Prelude is designed to speed the review, ingest, logging, selection, and export of tapeless media. Specifically, it allows one person to review and capture all footage, build a selects reel, and INSTANTLY export it into Premiere Pro CS6, or Final Cut Pro 7, so that the editor can begin editing immediately.
Because Prelude seamlessly integrates with both Premiere Pro and Final Cut Pro 7, it can be used either in a team environment or where one person is doing all the work.
Imagine you have a TON of footage to review – think reality or documentaries. Why tie up an editor and an expensive edit suite when you can have a production assistant, associate producer, or producer reviewing the initial footage and building a collection of selected clips.

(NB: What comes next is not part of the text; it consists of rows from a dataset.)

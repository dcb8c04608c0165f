//! License gate seam
//!
//! The tokenizer registry and the processing controller only ask yes/no
//! questions through [`LicenseGate`]; how entitlements are stored lives
//! elsewhere (see `scribe-storage`).

use serde::{Deserialize, Serialize};
use std::fmt;

use crate::DEFAULT_TOKENIZER;

/// Premium capabilities a gate can grant
#[derive(Debug, Clone, Copy, PartialEq, Eq, Hash, Serialize, Deserialize)]
#[serde(rename_all = "snake_case")]
pub enum Feature {
    AdvancedCostAnalysis,
    AdvancedAnalytics,
    PremiumTokenizers,
    ExportReports,
    SessionHistory,
}

impl Feature {
    pub const ALL: [Feature; 5] = [
        Self::AdvancedCostAnalysis,
        Self::AdvancedAnalytics,
        Self::PremiumTokenizers,
        Self::ExportReports,
        Self::SessionHistory,
    ];

    /// Look up a feature by its `as_str` name
    pub fn from_name(name: &str) -> Option<Self> {
        Self::ALL.into_iter().find(|f| f.as_str() == name)
    }

    pub fn as_str(&self) -> &'static str {
        match self {
            Self::AdvancedCostAnalysis => "advanced_cost_analysis",
            Self::AdvancedAnalytics => "advanced_analytics",
            Self::PremiumTokenizers => "premium_tokenizers",
            Self::ExportReports => "export_reports",
            Self::SessionHistory => "session_history",
        }
    }

    pub fn description(&self) -> &'static str {
        match self {
            Self::AdvancedCostAnalysis => "Training cost analysis across local, cloud and API approaches",
            Self::AdvancedAnalytics => "Efficiency scoring and tokenizer-aware recommendations",
            Self::PremiumTokenizers => "Exact tokenization for GPT-3.5, GPT-4, GPT-4o and more",
            Self::ExportReports => "Cost report export to JSON, CSV and text",
            Self::SessionHistory => "Saved sessions with analysis history",
        }
    }
}

impl fmt::Display for Feature {
    fn fmt(&self, f: &mut fmt::Formatter<'_>) -> fmt::Result {
        f.write_str(self.as_str())
    }
}

#[derive(Debug, Clone, Copy, PartialEq, Eq, Serialize, Deserialize)]
#[serde(rename_all = "snake_case")]
pub enum LicenseStatus {
    Free,
    Trial,
    Active,
    Expired,
}

impl LicenseStatus {
    pub fn is_premium(&self) -> bool {
        matches!(self, Self::Trial | Self::Active)
    }
}

impl fmt::Display for LicenseStatus {
    fn fmt(&self, f: &mut fmt::Formatter<'_>) -> fmt::Result {
        f.write_str(match self {
            Self::Free => "free",
            Self::Trial => "trial",
            Self::Active => "active",
            Self::Expired => "expired",
        })
    }
}

#[derive(Debug, Clone, PartialEq, Serialize, Deserialize)]
pub struct LicensingInfo {
    pub license_status: LicenseStatus,
    pub premium_licensed: bool,
    #[serde(default, skip_serializing_if = "Option::is_none")]
    pub trial_days_remaining: Option<i64>,
}

#[derive(Debug, Clone, PartialEq, Serialize, Deserialize)]
pub struct UpgradeInfo {
    pub premium_features: Vec<String>,
    pub current_status: LicenseStatus,
}

/// Capability oracle consulted before premium operations
pub trait LicenseGate: Send + Sync {
    fn check_feature_access(&self, feature_name: &str) -> bool;

    fn check_tokenizer_access(&self, tokenizer_name: &str) -> bool;

    fn licensing_info(&self) -> LicensingInfo;

    fn upgrade_info(&self) -> UpgradeInfo {
        UpgradeInfo {
            premium_features: Feature::ALL
                .iter()
                .map(|f| f.description().to_string())
                .collect(),
            current_status: self.licensing_info().license_status,
        }
    }

    /// Begin a trial; returns false when a trial cannot be started
    fn start_trial(&mut self) -> bool;
}

/// Fixed entitlement, for embedding and tests
#[derive(Debug, Clone, Copy)]
pub struct StaticLicense {
    status: LicenseStatus,
}

impl StaticLicense {
    pub fn free() -> Self {
        Self {
            status: LicenseStatus::Free,
        }
    }

    pub fn premium() -> Self {
        Self {
            status: LicenseStatus::Active,
        }
    }
}

impl LicenseGate for StaticLicense {
    fn check_feature_access(&self, feature_name: &str) -> bool {
        self.status.is_premium() && Feature::from_name(feature_name).is_some()
    }

    fn check_tokenizer_access(&self, tokenizer_name: &str) -> bool {
        self.status.is_premium() || tokenizer_name == DEFAULT_TOKENIZER
    }

    fn licensing_info(&self) -> LicensingInfo {
        LicensingInfo {
            license_status: self.status,
            premium_licensed: self.status.is_premium(),
            trial_days_remaining: None,
        }
    }

    fn start_trial(&mut self) -> bool {
        false
    }
}

#[cfg(test)]
mod tests {
    use super::*;

    #[test]
    fn test_static_free() {
        let gate = StaticLicense::free();
        assert!(!gate.check_feature_access(Feature::AdvancedCostAnalysis.as_str()));
        assert!(gate.check_tokenizer_access(DEFAULT_TOKENIZER));
        assert!(!gate.check_tokenizer_access("gpt-4"));
        assert_eq!(gate.upgrade_info().current_status, LicenseStatus::Free);
        assert_eq!(gate.upgrade_info().premium_features.len(), Feature::ALL.len());
    }

    #[test]
    fn test_static_premium() {
        let mut gate = StaticLicense::premium();
        assert!(gate.check_feature_access("advanced_cost_analysis"));
        assert!(gate.check_tokenizer_access("gpt-4"));
        assert!(gate.licensing_info().premium_licensed);
        assert!(!gate.start_trial());
    }

    #[test]
    fn test_unknown_feature_denied() {
        let gate = StaticLicense::premium();
        assert!(!gate.check_feature_access("advanced_cost_anaylsis"));
        assert!(!gate.check_feature_access(""));
        for feature in Feature::ALL {
            assert_eq!(Feature::from_name(feature.as_str()), Some(feature));
            assert!(gate.check_feature_access(feature.as_str()));
        }
    }
}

Someone using Prelude is not editing, they are collecting and organizing clips, and putting them all into one spot for the editor. This ability to off-load the screening and selection of clips can make the entire editing team more efficient.
DEFINITION: We “capture” clips from tape, “ingest” tapeless media, and “import” clips which are already readable on the computer.
THE PRELUDE WORKFLOW
With an interface similar to other Adobe applications, Prelude is built around a straight-forward workflow:
(By the way, special thanks to Fran and Miles Hale of Model Railroad Builders for the use of their footage – www.modelrailroadbuilders.com.)
There are four workspaces, or interfaces, in Prelude:
Each workspace can be customized by moving tabs and rearranging windows, as with any other CS6 application.
The Ingest workspace allows you to review clips before capture and transfer them to your hard disk from the camera, card, or hard disk where the source masters are stored.
You can ingest entire clips, or portions of a clip. You can provide a link to the media, copy it to a different destination, or transcode the media into an entirely different format.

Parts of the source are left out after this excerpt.